Stored data entries:
▬▬▬

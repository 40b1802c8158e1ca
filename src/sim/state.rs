//! Game state and core simulation types
//!
//! `Entities` is the registry of everything on the board; `GameSession` wraps
//! it with the score, heading, spawn schedules and RNG of one playthrough.

use std::collections::VecDeque;

use rand::SeedableRng;
use rand_pcg::Pcg32;
use serde::{Deserialize, Serialize};

use super::grid::{Cell, Direction, Grid};
use super::spawn::{self, DogSchedule, TunaSchedule};
use crate::tick_interval_ms;
use crate::tuning::Tuning;

/// The cat: ordered body cells, head first
#[derive(Debug, Clone, PartialEq, Eq)]
pub struct Snake {
    segments: VecDeque<Cell>,
}

impl Snake {
    pub fn new(head: Cell) -> Self {
        Self {
            segments: VecDeque::from([head]),
        }
    }

    /// Build from explicit segments (head first); must not be empty
    pub fn from_segments(segments: impl IntoIterator<Item = Cell>) -> Self {
        let segments: VecDeque<Cell> = segments.into_iter().collect();
        debug_assert!(!segments.is_empty(), "snake needs at least a head");
        Self { segments }
    }

    pub fn head(&self) -> Cell {
        self.segments[0]
    }

    pub fn len(&self) -> usize {
        self.segments.len()
    }

    pub fn is_empty(&self) -> bool {
        self.segments.is_empty()
    }

    pub fn segments(&self) -> impl Iterator<Item = Cell> + '_ {
        self.segments.iter().copied()
    }

    pub fn contains(&self, cell: Cell) -> bool {
        self.segments.contains(&cell)
    }

    /// True if the head shares a cell with any other segment
    pub fn bites_itself(&self) -> bool {
        let head = self.head();
        self.segments.iter().skip(1).any(|&c| c == head)
    }
}

/// A dog obstacle
#[derive(Debug, Clone, Copy, PartialEq, Eq, Serialize, Deserialize)]
pub struct Dog {
    pub cell: Cell,
    /// Ticks left before the dog leaves (always > 0 while present)
    pub ttl_ticks: u32,
}

/// A tuna can bonus
#[derive(Debug, Clone, Copy, PartialEq, Eq, Serialize, Deserialize)]
pub struct TunaCan {
    pub cell: Cell,
    pub ttl_ticks: u32,
}

/// Which entity kinds count as blocking for an occupancy query
#[derive(Debug, Clone, Copy, PartialEq, Eq)]
pub struct Occupancy {
    pub snake: bool,
    pub food: bool,
    pub dogs: bool,
    pub tuna: bool,
}

impl Occupancy {
    pub const SNAKE: Occupancy = Occupancy {
        snake: true,
        food: false,
        dogs: false,
        tuna: false,
    };
    /// Everything a dog may not be placed on
    pub const DOG_BLOCKERS: Occupancy = Occupancy {
        snake: true,
        food: true,
        dogs: true,
        tuna: false,
    };
    pub const ALL: Occupancy = Occupancy {
        snake: true,
        food: true,
        dogs: true,
        tuna: true,
    };
}

/// Entity registry
#[derive(Debug, Clone)]
pub struct Entities {
    pub snake: Snake,
    pub food: Cell,
    pub dogs: Vec<Dog>,
    pub tuna: Vec<TunaCan>,
}

impl Entities {
    pub fn new(snake: Snake, food: Cell) -> Self {
        Self {
            snake,
            food,
            dogs: Vec::new(),
            tuna: Vec::new(),
        }
    }

    pub fn head(&self) -> Cell {
        self.snake.head()
    }

    pub fn is_occupied_by_snake(&self, cell: Cell) -> bool {
        self.snake.contains(cell)
    }

    pub fn is_occupied(&self, cell: Cell, by: Occupancy) -> bool {
        (by.snake && self.snake.contains(cell))
            || (by.food && self.food == cell)
            || (by.dogs && self.dogs.iter().any(|d| d.cell == cell))
            || (by.tuna && self.tuna.iter().any(|t| t.cell == cell))
    }

    pub fn dog_at(&self, cell: Cell) -> Option<&Dog> {
        self.dogs.iter().find(|d| d.cell == cell)
    }

    /// Push a new head; the caller decides whether the tail follows
    pub fn grow_snake(&mut self, new_head: Cell) {
        self.snake.segments.push_front(new_head);
    }

    pub fn shrink_tail(&mut self) -> Option<Cell> {
        debug_assert!(self.snake.len() > 1, "shrinking would remove the head");
        if self.snake.len() > 1 {
            self.snake.segments.pop_back()
        } else {
            None
        }
    }

    pub fn set_food(&mut self, cell: Cell) {
        debug_assert!(!self.snake.contains(cell), "food placed on the cat");
        self.food = cell;
    }

    pub fn add_dog(&mut self, cell: Cell, lifetime: u32) {
        debug_assert!(lifetime > 0);
        self.dogs.push(Dog {
            cell,
            ttl_ticks: lifetime,
        });
    }

    /// Age every dog by one tick and remove the ones whose time ran out
    pub fn remove_expired_dogs(&mut self) -> Vec<Dog> {
        let mut expired = Vec::new();
        self.dogs.retain_mut(|dog| {
            dog.ttl_ticks = dog.ttl_ticks.saturating_sub(1);
            if dog.ttl_ticks == 0 {
                expired.push(*dog);
                false
            } else {
                true
            }
        });
        expired
    }

    pub fn add_tuna(&mut self, cell: Cell, lifetime: u32) {
        debug_assert!(lifetime > 0);
        self.tuna.push(TunaCan {
            cell,
            ttl_ticks: lifetime,
        });
    }

    pub fn remove_expired_tuna(&mut self) -> Vec<TunaCan> {
        let mut expired = Vec::new();
        self.tuna.retain_mut(|can| {
            can.ttl_ticks = can.ttl_ticks.saturating_sub(1);
            if can.ttl_ticks == 0 {
                expired.push(*can);
                false
            } else {
                true
            }
        });
        expired
    }

    /// Remove and return the can at `cell`, if any
    pub fn take_tuna_at(&mut self, cell: Cell) -> Option<TunaCan> {
        let idx = self.tuna.iter().position(|t| t.cell == cell)?;
        Some(self.tuna.remove(idx))
    }
}

/// Why a session ended
#[derive(Debug, Clone, Copy, PartialEq, Eq, Serialize, Deserialize)]
pub enum EndReason {
    /// Head ran into the cat's own body
    SelfCollision,
    /// Head ran into a dog
    Dog,
    /// No free cell left for a new bird
    BoardFull,
}

/// One playthrough, owned by whoever drives the ticks
#[derive(Debug, Clone)]
pub struct GameSession {
    pub grid: Grid,
    pub entities: Entities,
    pub direction: Direction,
    pub score: u64,
    /// Simulation tick counter
    pub time_ticks: u64,
    /// Speed setting (1-10); scales lifetimes measured in real time
    pub speed: u8,
    pub dog_schedule: DogSchedule,
    pub tuna_schedule: TunaSchedule,
    pub ended: Option<EndReason>,
    pub tuning: Tuning,
    seed: u64,
    pub(crate) rng: Pcg32,
}

impl GameSession {
    /// Fresh session: cat at the start cell, standing still, one bird placed
    pub fn new(tuning: Tuning, speed: u8, seed: u64) -> Self {
        let grid = tuning.grid();
        let mut rng = Pcg32::seed_from_u64(seed);
        let snake = Snake::new(tuning.start);
        // Start cell is always free, so the scan fallback always finds a cell
        // unless the grid is a single cell.
        let food = spawn::place_food(&grid, &snake, tuning.food_attempts, &mut rng)
            .unwrap_or(tuning.start);
        let dog_schedule = DogSchedule::new(&tuning, &mut rng);
        let tuna_schedule = TunaSchedule::new(&tuning, &mut rng);
        Self {
            grid,
            entities: Entities::new(snake, food),
            direction: Direction::None,
            score: 0,
            time_ticks: 0,
            speed,
            dog_schedule,
            tuna_schedule,
            ended: None,
            tuning,
            seed,
            rng,
        }
    }

    pub fn seed(&self) -> u64 {
        self.seed
    }

    pub fn is_over(&self) -> bool {
        self.ended.is_some()
    }

    /// Current tick interval for this session's speed
    pub fn tick_interval_ms(&self) -> u32 {
        tick_interval_ms(self.speed)
    }

    /// Request a new heading; reversing straight into the neck is dropped
    pub fn steer(&mut self, direction: Direction) -> bool {
        if direction == Direction::None || direction.is_reverse_of(self.direction) {
            return false;
        }
        self.direction = direction;
        true
    }

    /// Replace the snake (test setup and scripted scenarios)
    pub fn place_snake(&mut self, snake: Snake) {
        self.entities.snake = snake;
    }
}

#[cfg(test)]
mod tests {
    use super::*;

    fn session() -> GameSession {
        GameSession::new(Tuning::default(), 5, 7)
    }

    #[test]
    #[cfg(debug_assertions)]
    #[should_panic(expected = "snake needs at least a head")]
    fn test_headless_snake_is_rejected() {
        Snake::from_segments(std::iter::empty());
    }

    #[test]
    fn test_new_session() {
        let s = session();
        assert_eq!(s.entities.snake.len(), 1);
        assert_eq!(s.entities.head(), Cell::new(10, 10));
        assert_ne!(s.entities.food, Cell::new(10, 10));
        assert!(s.grid.contains(s.entities.food));
        assert_eq!(s.direction, Direction::None);
        assert_eq!(s.score, 0);
        assert!(s.entities.dogs.is_empty());
        assert!(s.entities.tuna.is_empty());
    }

    #[test]
    fn test_steer_rejects_reversal() {
        let mut s = session();
        assert!(s.steer(Direction::Right));
        assert!(!s.steer(Direction::Left));
        assert_eq!(s.direction, Direction::Right);
        assert!(s.steer(Direction::Up));
        assert!(!s.steer(Direction::Down));
        assert_eq!(s.direction, Direction::Up);
        assert!(!s.steer(Direction::None));
        assert_eq!(s.direction, Direction::Up);
    }

    #[test]
    fn test_steer_from_rest_accepts_anything() {
        for dir in Direction::MOVES {
            let mut s = session();
            assert!(s.steer(dir));
            assert_eq!(s.direction, dir);
        }
    }

    #[test]
    fn test_occupancy_masks() {
        let mut e = Entities::new(Snake::new(Cell::new(1, 1)), Cell::new(2, 2));
        e.add_dog(Cell::new(3, 3), 5);
        e.add_tuna(Cell::new(4, 4), 5);

        assert!(e.is_occupied_by_snake(Cell::new(1, 1)));
        assert!(!e.is_occupied(Cell::new(2, 2), Occupancy::SNAKE));
        assert!(e.is_occupied(Cell::new(2, 2), Occupancy::DOG_BLOCKERS));
        assert!(e.is_occupied(Cell::new(3, 3), Occupancy::DOG_BLOCKERS));
        assert!(!e.is_occupied(Cell::new(4, 4), Occupancy::DOG_BLOCKERS));
        assert!(e.is_occupied(Cell::new(4, 4), Occupancy::ALL));
        assert!(!e.is_occupied(Cell::new(5, 5), Occupancy::ALL));
    }

    #[test]
    fn test_expiry_never_leaves_zero_counter() {
        let mut e = Entities::new(Snake::new(Cell::new(0, 0)), Cell::new(1, 0));
        e.add_dog(Cell::new(5, 5), 1);
        e.add_dog(Cell::new(6, 6), 2);
        e.add_tuna(Cell::new(7, 7), 1);

        let gone = e.remove_expired_dogs();
        assert_eq!(gone.len(), 1);
        assert_eq!(gone[0].cell, Cell::new(5, 5));
        assert_eq!(e.dogs, vec![Dog { cell: Cell::new(6, 6), ttl_ticks: 1 }]);

        let gone = e.remove_expired_tuna();
        assert_eq!(gone.len(), 1);
        assert!(e.tuna.is_empty());
        assert!(e.dogs.iter().all(|d| d.ttl_ticks > 0));
    }

    #[test]
    fn test_take_tuna() {
        let mut e = Entities::new(Snake::new(Cell::new(0, 0)), Cell::new(1, 0));
        e.add_tuna(Cell::new(2, 2), 10);
        e.add_tuna(Cell::new(3, 3), 10);
        assert!(e.take_tuna_at(Cell::new(9, 9)).is_none());
        let can = e.take_tuna_at(Cell::new(3, 3)).unwrap();
        assert_eq!(can.cell, Cell::new(3, 3));
        assert_eq!(e.tuna.len(), 1);
    }

    #[test]
    fn test_bites_itself() {
        let straight = Snake::from_segments([Cell::new(3, 0), Cell::new(2, 0), Cell::new(1, 0)]);
        assert!(!straight.bites_itself());
        let looped = Snake::from_segments([
            Cell::new(1, 1),
            Cell::new(1, 2),
            Cell::new(2, 2),
            Cell::new(2, 1),
            Cell::new(1, 1),
        ]);
        assert!(looped.bites_itself());
    }

    #[test]
    fn test_same_seed_same_board() {
        let a = GameSession::new(Tuning::default(), 5, 42);
        let b = GameSession::new(Tuning::default(), 5, 42);
        assert_eq!(a.entities.food, b.entities.food);
        assert_eq!(a.dog_schedule, b.dog_schedule);
        assert_eq!(a.tuna_schedule, b.tuna_schedule);
    }
}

▬▬▬

(PROBLEM DESCRIPTION): Lines from the beginning of the data above through the line containing "use crate::tuning::Tuning;" are to be returned exactly, and no others.

(ANSWER TO THE EXERCISE):
repository 40b1802c8158e1ca
filename src/sim/state.rs
//! Game state and core simulation types
//!
//! `Entities` is the registry of everything on the board; `GameSession` wraps
//! it with the score, heading, spawn schedules and RNG of one playthrough.

use std::collections::VecDeque;

use rand::SeedableRng;
use rand_pcg::Pcg32;
use serde::{Deserialize, Serialize};

use super::grid::{Cell, Direction, Grid};
use super::spawn::{self, DogSchedule, TunaSchedule};
use crate::tick_interval_ms;
use crate::tuning::Tuning;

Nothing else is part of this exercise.